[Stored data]
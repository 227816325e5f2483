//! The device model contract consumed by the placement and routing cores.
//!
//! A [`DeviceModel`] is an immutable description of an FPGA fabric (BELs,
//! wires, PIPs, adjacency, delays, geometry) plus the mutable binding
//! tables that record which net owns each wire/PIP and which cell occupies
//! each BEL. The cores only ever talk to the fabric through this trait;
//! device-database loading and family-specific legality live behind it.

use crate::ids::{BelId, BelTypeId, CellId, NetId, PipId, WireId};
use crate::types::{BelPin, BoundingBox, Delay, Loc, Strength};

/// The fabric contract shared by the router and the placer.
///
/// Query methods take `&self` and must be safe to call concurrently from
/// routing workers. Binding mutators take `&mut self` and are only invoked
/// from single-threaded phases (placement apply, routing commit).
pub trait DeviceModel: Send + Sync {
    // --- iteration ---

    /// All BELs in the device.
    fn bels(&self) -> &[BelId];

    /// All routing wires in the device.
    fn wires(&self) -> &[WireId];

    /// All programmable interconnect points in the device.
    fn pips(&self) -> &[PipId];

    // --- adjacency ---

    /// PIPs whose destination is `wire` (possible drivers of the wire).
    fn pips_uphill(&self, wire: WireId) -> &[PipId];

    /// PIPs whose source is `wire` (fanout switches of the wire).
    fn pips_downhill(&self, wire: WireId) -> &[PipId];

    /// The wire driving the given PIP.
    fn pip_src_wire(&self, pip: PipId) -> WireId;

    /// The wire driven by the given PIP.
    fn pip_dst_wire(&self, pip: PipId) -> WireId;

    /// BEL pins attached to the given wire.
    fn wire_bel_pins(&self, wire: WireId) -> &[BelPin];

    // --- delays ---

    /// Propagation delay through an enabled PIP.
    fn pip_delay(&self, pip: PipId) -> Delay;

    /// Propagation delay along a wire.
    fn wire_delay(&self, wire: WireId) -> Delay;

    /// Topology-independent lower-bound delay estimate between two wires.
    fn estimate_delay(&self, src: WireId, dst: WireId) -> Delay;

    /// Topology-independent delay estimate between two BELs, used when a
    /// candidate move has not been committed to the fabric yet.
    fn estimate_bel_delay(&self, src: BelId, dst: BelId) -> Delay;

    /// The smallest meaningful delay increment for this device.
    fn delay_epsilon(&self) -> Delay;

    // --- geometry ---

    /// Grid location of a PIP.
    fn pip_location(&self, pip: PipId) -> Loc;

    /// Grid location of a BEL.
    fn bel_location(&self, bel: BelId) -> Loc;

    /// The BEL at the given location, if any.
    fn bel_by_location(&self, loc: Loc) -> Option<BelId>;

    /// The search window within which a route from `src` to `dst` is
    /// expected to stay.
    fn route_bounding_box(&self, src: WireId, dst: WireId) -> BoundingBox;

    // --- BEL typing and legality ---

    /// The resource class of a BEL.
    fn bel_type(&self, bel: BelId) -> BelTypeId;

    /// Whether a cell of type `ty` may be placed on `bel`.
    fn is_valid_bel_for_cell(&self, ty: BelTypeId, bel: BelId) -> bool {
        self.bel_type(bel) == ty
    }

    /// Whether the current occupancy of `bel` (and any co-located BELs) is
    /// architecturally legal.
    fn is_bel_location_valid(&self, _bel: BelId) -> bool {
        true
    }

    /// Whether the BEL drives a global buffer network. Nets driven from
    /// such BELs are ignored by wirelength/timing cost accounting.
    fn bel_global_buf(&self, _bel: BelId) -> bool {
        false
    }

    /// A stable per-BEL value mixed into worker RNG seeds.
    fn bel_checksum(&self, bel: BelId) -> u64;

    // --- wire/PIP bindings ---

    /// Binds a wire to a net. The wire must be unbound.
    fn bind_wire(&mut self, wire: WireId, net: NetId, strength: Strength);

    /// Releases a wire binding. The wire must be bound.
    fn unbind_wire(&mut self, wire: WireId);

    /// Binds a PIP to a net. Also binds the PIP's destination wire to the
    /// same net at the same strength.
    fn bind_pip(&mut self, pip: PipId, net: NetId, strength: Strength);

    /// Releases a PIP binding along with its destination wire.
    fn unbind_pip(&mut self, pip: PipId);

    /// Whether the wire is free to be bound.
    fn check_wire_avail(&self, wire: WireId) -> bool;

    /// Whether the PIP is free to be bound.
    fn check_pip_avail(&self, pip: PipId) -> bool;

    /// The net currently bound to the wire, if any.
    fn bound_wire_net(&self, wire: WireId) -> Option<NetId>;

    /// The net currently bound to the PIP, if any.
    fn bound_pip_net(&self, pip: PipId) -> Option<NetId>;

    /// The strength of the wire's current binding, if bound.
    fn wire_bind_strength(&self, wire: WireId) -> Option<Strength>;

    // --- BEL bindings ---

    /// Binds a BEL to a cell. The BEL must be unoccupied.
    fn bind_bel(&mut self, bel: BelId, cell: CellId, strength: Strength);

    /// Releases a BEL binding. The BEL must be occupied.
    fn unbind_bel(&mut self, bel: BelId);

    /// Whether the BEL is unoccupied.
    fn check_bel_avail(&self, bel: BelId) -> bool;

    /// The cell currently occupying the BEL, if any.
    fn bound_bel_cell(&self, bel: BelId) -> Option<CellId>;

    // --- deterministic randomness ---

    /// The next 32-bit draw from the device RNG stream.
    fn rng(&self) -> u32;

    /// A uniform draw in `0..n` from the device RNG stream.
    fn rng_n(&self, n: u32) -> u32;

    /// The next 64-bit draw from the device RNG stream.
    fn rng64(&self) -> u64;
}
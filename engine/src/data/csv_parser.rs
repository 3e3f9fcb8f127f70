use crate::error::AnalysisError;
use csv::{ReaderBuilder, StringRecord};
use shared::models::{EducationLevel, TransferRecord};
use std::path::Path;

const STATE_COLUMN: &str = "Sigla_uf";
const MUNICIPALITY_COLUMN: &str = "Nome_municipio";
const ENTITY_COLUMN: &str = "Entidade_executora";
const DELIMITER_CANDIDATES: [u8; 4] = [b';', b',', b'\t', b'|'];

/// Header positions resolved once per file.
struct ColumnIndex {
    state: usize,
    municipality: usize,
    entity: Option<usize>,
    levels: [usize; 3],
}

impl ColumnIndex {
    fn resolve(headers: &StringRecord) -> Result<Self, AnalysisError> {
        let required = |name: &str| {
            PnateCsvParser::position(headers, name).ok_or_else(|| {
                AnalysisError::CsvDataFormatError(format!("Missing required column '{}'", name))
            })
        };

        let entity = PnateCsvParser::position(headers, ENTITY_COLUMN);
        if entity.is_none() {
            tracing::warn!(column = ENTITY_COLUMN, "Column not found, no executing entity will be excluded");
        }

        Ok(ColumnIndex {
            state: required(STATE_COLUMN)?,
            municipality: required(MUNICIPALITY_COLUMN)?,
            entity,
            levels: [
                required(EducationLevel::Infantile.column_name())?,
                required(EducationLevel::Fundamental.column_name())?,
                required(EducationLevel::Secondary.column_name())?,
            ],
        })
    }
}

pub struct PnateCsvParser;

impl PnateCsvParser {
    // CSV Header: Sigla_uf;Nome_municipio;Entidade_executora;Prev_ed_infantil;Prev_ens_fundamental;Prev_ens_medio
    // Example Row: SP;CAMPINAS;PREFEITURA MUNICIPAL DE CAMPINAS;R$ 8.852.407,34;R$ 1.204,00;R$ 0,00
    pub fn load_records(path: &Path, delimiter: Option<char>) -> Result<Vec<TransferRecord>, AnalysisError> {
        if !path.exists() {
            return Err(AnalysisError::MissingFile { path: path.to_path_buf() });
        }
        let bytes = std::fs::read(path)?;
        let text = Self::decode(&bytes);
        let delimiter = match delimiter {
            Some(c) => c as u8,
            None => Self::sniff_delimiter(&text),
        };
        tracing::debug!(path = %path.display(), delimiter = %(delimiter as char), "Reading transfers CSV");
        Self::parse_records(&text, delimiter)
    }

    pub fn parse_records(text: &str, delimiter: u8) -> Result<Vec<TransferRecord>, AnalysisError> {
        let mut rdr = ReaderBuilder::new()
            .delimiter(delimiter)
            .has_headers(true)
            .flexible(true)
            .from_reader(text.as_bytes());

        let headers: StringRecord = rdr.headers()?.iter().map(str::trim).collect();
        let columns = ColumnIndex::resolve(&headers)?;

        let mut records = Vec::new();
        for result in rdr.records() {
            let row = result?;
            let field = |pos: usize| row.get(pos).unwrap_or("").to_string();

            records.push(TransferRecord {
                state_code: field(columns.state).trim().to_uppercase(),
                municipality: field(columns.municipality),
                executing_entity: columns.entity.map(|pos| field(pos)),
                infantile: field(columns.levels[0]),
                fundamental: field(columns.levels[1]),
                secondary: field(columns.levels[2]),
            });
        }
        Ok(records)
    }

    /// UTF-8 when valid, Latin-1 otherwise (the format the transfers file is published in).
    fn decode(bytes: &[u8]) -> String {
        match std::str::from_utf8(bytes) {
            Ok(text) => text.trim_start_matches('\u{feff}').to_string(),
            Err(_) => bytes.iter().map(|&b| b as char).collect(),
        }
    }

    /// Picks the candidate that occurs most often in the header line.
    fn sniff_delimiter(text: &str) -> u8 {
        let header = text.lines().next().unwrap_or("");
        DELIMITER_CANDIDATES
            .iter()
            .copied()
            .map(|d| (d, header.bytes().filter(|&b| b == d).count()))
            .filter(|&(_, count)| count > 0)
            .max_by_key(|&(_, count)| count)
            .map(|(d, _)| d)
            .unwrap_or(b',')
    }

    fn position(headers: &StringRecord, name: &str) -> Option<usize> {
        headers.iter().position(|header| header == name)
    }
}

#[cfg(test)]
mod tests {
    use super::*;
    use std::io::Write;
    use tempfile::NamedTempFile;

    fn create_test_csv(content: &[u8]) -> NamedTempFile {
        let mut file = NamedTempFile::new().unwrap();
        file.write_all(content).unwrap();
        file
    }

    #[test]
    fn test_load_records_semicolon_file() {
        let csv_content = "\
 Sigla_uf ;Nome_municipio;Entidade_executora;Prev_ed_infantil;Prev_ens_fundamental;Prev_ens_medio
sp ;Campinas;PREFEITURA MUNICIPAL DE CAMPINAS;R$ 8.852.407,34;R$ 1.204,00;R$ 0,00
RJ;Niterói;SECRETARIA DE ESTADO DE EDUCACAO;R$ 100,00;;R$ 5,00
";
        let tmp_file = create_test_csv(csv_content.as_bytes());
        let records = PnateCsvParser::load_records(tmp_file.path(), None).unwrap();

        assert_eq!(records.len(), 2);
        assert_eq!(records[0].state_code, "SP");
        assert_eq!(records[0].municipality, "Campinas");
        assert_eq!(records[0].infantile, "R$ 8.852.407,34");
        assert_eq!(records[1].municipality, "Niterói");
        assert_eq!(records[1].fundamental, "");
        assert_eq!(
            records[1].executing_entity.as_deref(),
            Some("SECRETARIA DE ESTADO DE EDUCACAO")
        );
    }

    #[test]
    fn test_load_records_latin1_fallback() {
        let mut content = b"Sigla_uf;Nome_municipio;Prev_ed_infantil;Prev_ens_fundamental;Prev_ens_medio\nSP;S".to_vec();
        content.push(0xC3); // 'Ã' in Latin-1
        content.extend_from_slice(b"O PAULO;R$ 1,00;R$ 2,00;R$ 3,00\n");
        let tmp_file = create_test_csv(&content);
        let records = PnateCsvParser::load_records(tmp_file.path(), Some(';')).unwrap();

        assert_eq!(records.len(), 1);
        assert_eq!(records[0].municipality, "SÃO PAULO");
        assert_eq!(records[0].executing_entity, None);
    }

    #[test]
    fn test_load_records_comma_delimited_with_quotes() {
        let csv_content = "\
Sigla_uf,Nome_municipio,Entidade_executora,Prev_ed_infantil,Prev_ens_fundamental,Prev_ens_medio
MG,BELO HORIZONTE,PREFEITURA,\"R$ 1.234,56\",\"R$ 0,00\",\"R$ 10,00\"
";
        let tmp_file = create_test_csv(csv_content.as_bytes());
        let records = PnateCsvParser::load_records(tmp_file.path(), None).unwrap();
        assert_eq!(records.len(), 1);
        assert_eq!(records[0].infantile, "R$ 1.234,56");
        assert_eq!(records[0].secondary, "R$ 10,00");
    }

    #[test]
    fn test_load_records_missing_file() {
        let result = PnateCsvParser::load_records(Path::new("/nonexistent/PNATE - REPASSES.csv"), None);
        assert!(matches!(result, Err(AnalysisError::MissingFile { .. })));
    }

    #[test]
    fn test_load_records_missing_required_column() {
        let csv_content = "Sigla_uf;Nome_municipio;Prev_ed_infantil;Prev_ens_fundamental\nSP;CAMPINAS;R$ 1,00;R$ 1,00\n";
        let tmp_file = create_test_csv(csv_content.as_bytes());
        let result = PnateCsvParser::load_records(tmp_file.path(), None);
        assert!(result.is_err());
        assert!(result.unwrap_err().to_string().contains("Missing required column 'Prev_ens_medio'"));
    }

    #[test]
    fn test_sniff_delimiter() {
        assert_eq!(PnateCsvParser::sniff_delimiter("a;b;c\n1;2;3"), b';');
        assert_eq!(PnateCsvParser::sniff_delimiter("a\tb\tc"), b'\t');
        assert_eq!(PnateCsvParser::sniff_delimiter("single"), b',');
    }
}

ACTIVITY:
The answer is the run of lines above from the line containing "through this trait;" through the line containing "fn bels(&self) -> &[BelId];", copied exactly and alone.

RESPONSE TO THIS TASK:
//! each BEL. The cores only ever talk to the fabric through this trait;
//! device-database loading and family-specific legality live behind it.

use crate::ids::{BelId, BelTypeId, CellId, NetId, PipId, WireId};
use crate::types::{BelPin, BoundingBox, Delay, Loc, Strength};

/// The fabric contract shared by the router and the placer.
///
/// Query methods take `&self` and must be safe to call concurrently from
/// routing workers. Binding mutators take `&mut self` and are only invoked
/// from single-threaded phases (placement apply, routing commit).
pub trait DeviceModel: Send + Sync {
    // --- iteration ---

    /// All BELs in the device.
    fn bels(&self) -> &[BelId];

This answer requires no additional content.